Following a 2013 veto of a universal background check bill by Nevada Gov. Brian Sandoval, a state group associated with Everytown for Gun Safety is circulating a petition to put the matter to a vote.
The petition, which would require just under 102,000 signatures, could place the initiative on ballots in the state in 2016. It is being circulated by Nevadans for Background Checks, which, according to the Las Vegas Review Journal, is affiliated with former New York mayor Michael Bloomberg’s Everytown group.
“The Background Check Initiative will close loopholes in Nevada law that make it all too easy for felons, domestic abusers, and the severely mentally ill to buy guns,” the Nevada group claims on its website. “Due to this loophole, millions of guns exchange hands each year without the simple 90-second background check that could stop a criminal from buying a gun.”
The group goes on to describe the measure as a “common sense solution” for “all gun sales in Nevada.”
The petition for The Background Check Act, filed with the Nevada secretary of state’s office last Friday, would require that any person without a Federal Firearms License, not selling or transferring a gun to another unlicensed dealer, obtain a background check through a FFL holder. Violations would be counted as a gross misdemeanor, which in Nevada carries a penalty of up to 1-year imprisonment, or a fine of up to $2,000 or both following a jury trial.
The wording is very similar to that found in state Senate Bill 221, which Sandoval vetoed last June.

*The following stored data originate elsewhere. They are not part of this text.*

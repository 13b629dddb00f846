//! Test fixtures and storage doubles for integration testing

#![allow(dead_code)]

use async_trait::async_trait;
use chrono::{DateTime, Utc};
use podium::config::AppConfig;
use podium::error::Result;
use podium::identity::{EntityKind, IdGenerator};
use podium::metrics::MetricsCollector;
use podium::service::AppState;
use podium::storage::{Index, InMemoryStorage, Item, ItemKey, StorageGateway, WriteOp};
use podium::types::{SeasonConfig, SubmittedResult};
use podium::LedgerService;
use std::sync::atomic::{AtomicU64, Ordering};
use std::sync::{Arc, Mutex};

/// Deterministic identifiers: `<kind>#000001`, `<kind>#000002`, ...
#[derive(Debug, Default)]
pub struct SequentialIdGenerator {
    next: AtomicU64,
}

impl IdGenerator for SequentialIdGenerator {
    fn generate(&self, kind: EntityKind, _at: DateTime<Utc>) -> String {
        let n = self.next.fetch_add(1, Ordering::SeqCst) + 1;
        format!("{}#{:06}", kind.prefix(), n)
    }
}

/// In-memory storage that can commit a foreign transaction right before
/// the next write, as if another request got there first
#[derive(Default)]
pub struct RacingStorage {
    inner: InMemoryStorage,
    interleaved: Mutex<Option<Vec<WriteOp>>>,
    writes: AtomicU64,
}

impl RacingStorage {
    pub fn new() -> Self {
        Self::default()
    }

    /// Commit `operations` just before the next transaction
    pub fn interleave(&self, operations: Vec<WriteOp>) {
        if let Ok(mut interleaved) = self.interleaved.lock() {
            *interleaved = Some(operations);
        }
    }

    /// Transactions attempted so far, interleaved ones excluded
    pub fn write_attempts(&self) -> u64 {
        self.writes.load(Ordering::SeqCst)
    }

    pub fn item_count(&self) -> usize {
        self.inner.item_count().unwrap_or_default()
    }
}

#[async_trait]
impl StorageGateway for RacingStorage {
    async fn get(&self, key: &ItemKey) -> Result<Option<Item>> {
        self.inner.get(key).await
    }

    async fn query(&self, index: Index, partition: &str, sort_prefix: &str) -> Result<Vec<Item>> {
        self.inner.query(index, partition, sort_prefix).await
    }

    async fn transact_write(&self, operations: Vec<WriteOp>) -> Result<()> {
        let interleaved = self
            .interleaved
            .lock()
            .map(|mut pending| pending.take())
            .unwrap_or_default();
        if let Some(foreign) = interleaved {
            self.inner.transact_write(foreign).await?;
        }

        self.writes.fetch_add(1, Ordering::SeqCst);
        self.inner.transact_write(operations).await
    }
}

/// Storage that serves reads but refuses every write
#[derive(Default)]
pub struct ReadOnlyStorage {
    inner: InMemoryStorage,
}

impl ReadOnlyStorage {
    /// Wrap a table that was populated beforehand
    pub fn new(inner: InMemoryStorage) -> Self {
        Self { inner }
    }
}

#[async_trait]
impl StorageGateway for ReadOnlyStorage {
    async fn get(&self, key: &ItemKey) -> Result<Option<Item>> {
        self.inner.get(key).await
    }

    async fn query(&self, index: Index, partition: &str, sort_prefix: &str) -> Result<Vec<Item>> {
        self.inner.query(index, partition, sort_prefix).await
    }

    async fn transact_write(&self, _operations: Vec<WriteOp>) -> Result<()> {
        Err(anyhow::anyhow!("ProvisionedThroughputExceeded"))
    }
}

/// Ledger over the given storage with deterministic identifiers
pub fn ledger_with(storage: Arc<dyn StorageGateway>) -> LedgerService {
    LedgerService::new(
        storage,
        Arc::new(SequentialIdGenerator::default()),
        SeasonConfig::default(),
        Arc::new(MetricsCollector::new().expect("Failed to create metrics collector")),
    )
}

/// Ledger over a fresh in-memory table
pub fn ledger() -> LedgerService {
    ledger_with(Arc::new(InMemoryStorage::new()))
}

/// Application state over a fresh in-memory table
pub fn app_state() -> Arc<AppState> {
    Arc::new(
        AppState::with_components(
            AppConfig::default(),
            Arc::new(InMemoryStorage::new()),
            Arc::new(SequentialIdGenerator::default()),
        )
        .expect("Failed to create app state"),
    )
}

/// Results for first-time players, placed in the given order
pub fn newcomers(names: &[&str]) -> Vec<SubmittedResult> {
    names
        .iter()
        .enumerate()
        .map(|(i, name)| SubmittedResult::unknown(*name, i as u32 + 1))
        .collect()
}
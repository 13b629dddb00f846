//! Main application state and service coordination
//!
//! This module contains the AppState that wires storage, identifier
//! generation, metrics and the ledger together, and serves the HTTP API.

use crate::api;
use crate::config::AppConfig;
use crate::identity::{IdGenerator, TimeOrderedIdGenerator};
use crate::ledger::LedgerService;
use crate::metrics::MetricsCollector;
use crate::storage::{InMemoryStorage, StorageGateway};
use axum::Router;
use std::future::Future;
use std::sync::Arc;
use std::time::{Duration, Instant};
use thiserror::Error;
use tokio::net::TcpListener;
use tracing::{error, info};

/// Service-level errors
#[derive(Error, Debug)]
pub enum ServiceError {
    #[error("Configuration error: {message}")]
    Configuration { message: String },

    #[error("Service initialization error: {message}")]
    Initialization { message: String },

    #[error("HTTP server error: {message}")]
    Server { message: String },
}

/// Main application state containing all service components
pub struct AppState {
    /// Application configuration
    config: AppConfig,

    /// Season ledger
    ledger: Arc<LedgerService>,

    /// Metrics shared by the ledger and the HTTP layer
    metrics: Arc<MetricsCollector>,

    started_at: Instant,
}

impl AppState {
    /// Initialize the application with the in-memory table
    pub fn new(config: AppConfig) -> Result<Self, ServiceError> {
        info!(
            "Initializing podium ledger service with in-memory table '{}'",
            config.storage.table_name
        );

        Self::with_components(
            config,
            Arc::new(InMemoryStorage::new()),
            Arc::new(TimeOrderedIdGenerator::new()),
        )
    }

    /// Initialize the application around explicit storage and identifiers
    pub fn with_components(
        config: AppConfig,
        storage: Arc<dyn StorageGateway>,
        id_generator: Arc<dyn IdGenerator>,
    ) -> Result<Self, ServiceError> {
        crate::config::validate_config(&config).map_err(|e| ServiceError::Configuration {
            message: e.to_string(),
        })?;

        let metrics = Arc::new(MetricsCollector::new().map_err(|e| {
            ServiceError::Initialization {
                message: format!("Failed to create metrics collector: {}", e),
            }
        })?);

        let ledger = Arc::new(LedgerService::new(
            storage,
            id_generator,
            config.seasons,
            metrics.clone(),
        ));

        Ok(Self {
            config,
            ledger,
            metrics,
            started_at: Instant::now(),
        })
    }

    /// Get service configuration
    pub fn config(&self) -> &AppConfig {
        &self.config
    }

    pub fn ledger(&self) -> Arc<LedgerService> {
        self.ledger.clone()
    }

    pub fn metrics(&self) -> Arc<MetricsCollector> {
        self.metrics.clone()
    }

    /// Time since the state was created
    pub fn uptime(&self) -> Duration {
        self.started_at.elapsed()
    }

    /// Build the HTTP router over this state
    pub fn router(self: &Arc<Self>) -> Router {
        api::router(self.clone())
    }

    /// Serve the HTTP API until `shutdown` resolves
    pub async fn serve<F>(self: Arc<Self>, shutdown: F) -> Result<(), ServiceError>
    where
        F: Future<Output = ()> + Send + 'static,
    {
        let addr = self
            .config
            .http_addr()
            .map_err(|e| ServiceError::Configuration {
                message: e.to_string(),
            })?;

        let listener = TcpListener::bind(addr)
            .await
            .map_err(|e| ServiceError::Server {
                message: format!("Failed to bind {}: {}", addr, e),
            })?;

        info!("HTTP API listening on http://{}", addr);

        axum::serve(listener, self.router())
            .with_graceful_shutdown(shutdown)
            .await
            .map_err(|e| {
                error!("HTTP server failed: {}", e);
                ServiceError::Server {
                    message: e.to_string(),
                }
            })?;

        info!("HTTP API stopped");
        Ok(())
    }
}

#[cfg(test)]
mod tests {
    use super::*;
    use crate::service::health::{HealthCheck, HealthStatus};

    #[tokio::test]
    async fn test_app_state_initialization() {
        let state = AppState::new(AppConfig::default()).unwrap();

        assert_eq!(state.config().service.name, "podium");
        let season = state.ledger().create_season("Opening", None).await.unwrap();
        assert_eq!(season.config, AppConfig::default().seasons);
    }

    #[test]
    fn test_invalid_config_rejected() {
        let mut config = AppConfig::default();
        config.service.log_level = "verbose".to_string();

        assert!(matches!(
            AppState::new(config),
            Err(ServiceError::Configuration { .. })
        ));
    }

    #[tokio::test]
    async fn test_health_check_reports_storage() {
        let state = AppState::new(AppConfig::default()).unwrap();
        state.ledger().create_season("Opening", None).await.unwrap();

        let health = HealthCheck::check(&state).await.unwrap();
        assert_eq!(health.status, HealthStatus::Healthy);
        assert_eq!(health.checks[0].name, "storage");
        assert_eq!(health.stats.seasons_created, 1);
        assert!(health.to_json().unwrap().contains("\"healthy\""));
    }
}
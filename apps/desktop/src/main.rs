use std::sync::Arc;

use anyhow::Result;
use clap::Parser;
use client_core::config::load_settings;
use client_core::provider::HttpCatalogProvider;
use client_core::sort::{sort_cards, sort_sets, SortDirection, SortKey, SortSpec};
use client_core::state::{ViewMode, ViewerState};
use client_core::{ViewerClient, ViewerEvent, ViewerHandle};
use shared::domain::CardId;
use tokio::io::{AsyncBufReadExt, BufReader};
use tracing::info;

#[derive(Parser, Debug)]
#[command(about = "Terminal viewer for a trading-card catalog")]
struct Args {
    /// Catalog API base URL; overrides viewer.toml and environment.
    #[arg(long)]
    server_url: Option<String>,
    /// API key sent with every catalog request.
    #[arg(long)]
    api_key: Option<String>,
}

#[tokio::main]
async fn main() -> Result<()> {
    tracing_subscriber::fmt().init();
    let args = Args::parse();

    let mut settings = load_settings();
    if let Some(server_url) = args.server_url {
        settings.api_base_url = server_url;
    }
    if let Some(api_key) = args.api_key {
        settings.api_key = Some(api_key);
    }
    info!(
        base_url = %settings.api_base_url,
        has_api_key = settings.api_key.is_some(),
        "starting card viewer"
    );

    let provider = HttpCatalogProvider::new(&settings)?;
    let client = ViewerClient::with_provider(Arc::new(provider));

    spawn_event_printer(&client);

    client.load_sets().await;

    println!("card viewer - type 'help' for commands");
    let mut lines = BufReader::new(tokio::io::stdin()).lines();
    while let Some(line) = lines.next_line().await? {
        if !handle_command(&client, line.trim()).await {
            break;
        }
    }

    Ok(())
}

fn spawn_event_printer(client: &Arc<ViewerClient>) {
    let mut events = client.subscribe_events();
    let client = Arc::clone(client);
    tokio::spawn(async move {
        while let Ok(event) = events.recv().await {
            match &event {
                ViewerEvent::SetsLoaded { count } => println!("loaded {count} sets"),
                ViewerEvent::SetsLoadFailed { message } => {
                    println!("sets unavailable: {message}");
                }
                ViewerEvent::CardsLoaded { count, page } => match page {
                    Some(page) => println!("loaded {count} cards (page {page})"),
                    None => println!("loaded {count} cards"),
                },
                ViewerEvent::SearchCompleted { term, count } => {
                    println!("search '{term}' returned {count} cards");
                }
                ViewerEvent::RequestFailed { message } => println!("request failed: {message}"),
                ViewerEvent::ViewReset => println!("back to the set catalog"),
            }
            render(&client.snapshot().await);
        }
    });
}

async fn handle_command(client: &Arc<ViewerClient>, line: &str) -> bool {
    let (command, rest) = match line.split_once(char::is_whitespace) {
        Some((command, rest)) => (command, rest.trim()),
        None => (line, ""),
    };

    match command {
        "" => {}
        "help" => print_help(),
        "quit" | "exit" => return false,
        "show" => render(&client.snapshot().await),
        "home" => client.go_home().await,
        "back" => client.back_to_sets().await,
        "open" => open_set_command(client, rest).await,
        "type" => client.set_search_term(rest).await,
        "search" => {
            if !rest.is_empty() {
                client.set_search_term(rest).await;
            }
            if !client.search().await {
                println!("search needs at least 3 characters");
            }
        }
        "next" => {
            if !client.next_page().await {
                println!("already on the last page");
            }
        }
        "prev" => {
            if !client.previous_page().await {
                println!("already on the first page");
            }
        }
        "fav" => toggle_favorite_command(client, rest).await,
        "sort" => sort_command(client, rest).await,
        other => println!("unknown command '{other}'; type 'help'"),
    }
    true
}

async fn open_set_command(client: &Arc<ViewerClient>, rest: &str) {
    let state = client.snapshot().await;
    let ordered = sort_sets(&state.sets, state.sort);
    let target = resolve_index(rest)
        .and_then(|position| ordered.get(position - 1).cloned())
        .or_else(|| {
            ordered
                .iter()
                .find(|set| set.id.as_str() == rest)
                .cloned()
        });
    match target {
        Some(set) => client.open_set(set).await,
        None => println!("no such set '{rest}'"),
    }
}

async fn toggle_favorite_command(client: &Arc<ViewerClient>, rest: &str) {
    if rest.is_empty() {
        println!("usage: fav <n|card-id>");
        return;
    }
    let state = client.snapshot().await;
    let ordered = sort_cards(state.cards.items(), state.sort);
    let card_id = resolve_index(rest)
        .and_then(|position| ordered.get(position - 1).map(|card| card.id.clone()))
        .unwrap_or_else(|| CardId::new(rest));

    client.toggle_favorite(card_id.clone()).await;
    if client.snapshot().await.is_favorite(&card_id) {
        println!("favorited {card_id}");
    } else {
        println!("unfavorited {card_id}");
    }
}

async fn sort_command(client: &Arc<ViewerClient>, rest: &str) {
    let state = client.snapshot().await;
    let mut parts = rest.split_whitespace();

    let Some(key_raw) = parts.next() else {
        let options: Vec<&str> = SortKey::options_for(&state.mode)
            .iter()
            .map(|key| key.label())
            .collect();
        println!("sort keys here: {}", options.join(", "));
        return;
    };
    let key = match key_raw.parse::<SortKey>() {
        Ok(key) => key,
        Err(err) => {
            println!("{err}");
            return;
        }
    };
    let direction = match parts.next() {
        None => SortDirection::Ascending,
        Some(raw) => match raw.parse::<SortDirection>() {
            Ok(direction) => direction,
            Err(err) => {
                println!("{err}");
                return;
            }
        },
    };
    if !SortKey::options_for(&state.mode).contains(&key) {
        println!("'{}' does not apply to this view", key.label());
        return;
    }

    client.set_sort(SortSpec { key, direction }).await;
    render(&client.snapshot().await);
}

fn resolve_index(raw: &str) -> Option<usize> {
    raw.parse::<usize>().ok().filter(|position| *position >= 1)
}

fn render(state: &ViewerState) {
    match &state.mode {
        ViewMode::Home => render_sets(state),
        ViewMode::SetBrowse {
            set,
            page,
            total_pages,
        } => {
            println!("== {} - page {page} of {total_pages} ==", set.name);
            render_cards(state);
            let previous = if state.can_go_previous() {
                "prev"
            } else {
                "prev (disabled)"
            };
            let next = if state.can_go_next() {
                "next"
            } else {
                "next (disabled)"
            };
            println!("[{previous} | {next}]");
        }
        ViewMode::SearchResults { term } => {
            println!("== results for '{term}' ==");
            render_cards(state);
        }
    }
}

fn render_sets(state: &ViewerState) {
    if state.sets_loading {
        println!("loading sets...");
        return;
    }
    if state.sets.is_empty() {
        println!("no sets available");
        return;
    }
    for (position, set) in sort_sets(&state.sets, state.sort).iter().enumerate() {
        println!(
            "{:>3}. {} ({}) released {}",
            position + 1,
            set.name,
            set.id,
            set.release_date
        );
    }
}

fn render_cards(state: &ViewerState) {
    if state.loading {
        println!("searching...");
        return;
    }
    if let Some(message) = state.cards.error() {
        println!("! {message}");
        return;
    }
    if state.shows_empty_search_notice() {
        println!("no cards found");
        return;
    }
    for (position, card) in sort_cards(state.cards.items(), state.sort).iter().enumerate() {
        let favorite = if state.is_favorite(&card.id) { "*" } else { " " };
        let set_name = card
            .set
            .as_ref()
            .map(|set| set.name.as_str())
            .unwrap_or("-");
        let types = card
            .types
            .as_deref()
            .map(|types| types.join("/"))
            .unwrap_or_else(|| "-".to_string());
        println!(
            "{:>3}.{favorite}{} [{}] {types} ({set_name})",
            position + 1,
            card.name,
            card.id
        );
    }
}

fn print_help() {
    println!("commands:");
    println!("  show                   render the current view");
    println!("  open <n|set-id>        browse a set's cards");
    println!("  type <text>            edit the search box");
    println!("  search [term]          search cards by name (min 3 chars)");
    println!("  next / prev            page through the open set");
    println!("  back                   leave the open set");
    println!("  home                   reset to the set catalog");
    println!("  fav <n|card-id>        toggle a favorite");
    println!("  sort <key> [asc|desc]  reorder the current view");
    println!("  quit");
}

In his veto statement on the legislation at the time, Sandoval said that SB221, “imposes unreasonable burdens and harsh penalties upon law-abiding Nevadans, while doing little to prevent criminals from unlawfully obtaining firearms.”
Some in the state do not believe the measure, if made into law, would have any effect on reducing crime.
“You take a look at the last few shootings, would a background check have stopped any of those shootings, I say the answer is no,” John Wagner, state chairman of the Independent American Party, told local media. “Bad guys don’t necessarily get background checks; they buy the guns on the street that somebody else has stolen.”
The National Rifle Association has already vowed to oppose the petition, calling it, “just another attempt by anti-gun extremists to push their radical beliefs on law-abiding gun owners in Nevada,” in a release Tuesday.
The campaign for universal background checks is a common theme among national gun control groups, including Everytown, Gabby and Mark Gifford Americans for Responsible Solutions, and the Brady Campaign. It was the Bradies that pushed for the current National Instant Criminal Background Check System, which they contend currently only catches about 60 percent of firearms transfers.
However, states that have adopted these expanded checks have reported mixed results. For instance, in Colorado, besides having the unintended result of preventing gun buyback programs, expanded background check figures have been derided by some as being inflated.
To move forward on the new petition, Nevadans for Background Checks would have to obtain 101,667 signatures by Nov. 11, including at least 25,417 signatures from each of the four state Petition Districts. If this is accomplished, it would be forwarded to the state legislature and finally to the governor’s office to either approve or deny. Should the petition be denied, it could then be placed on a ballot in a regular election, most likely in 2016.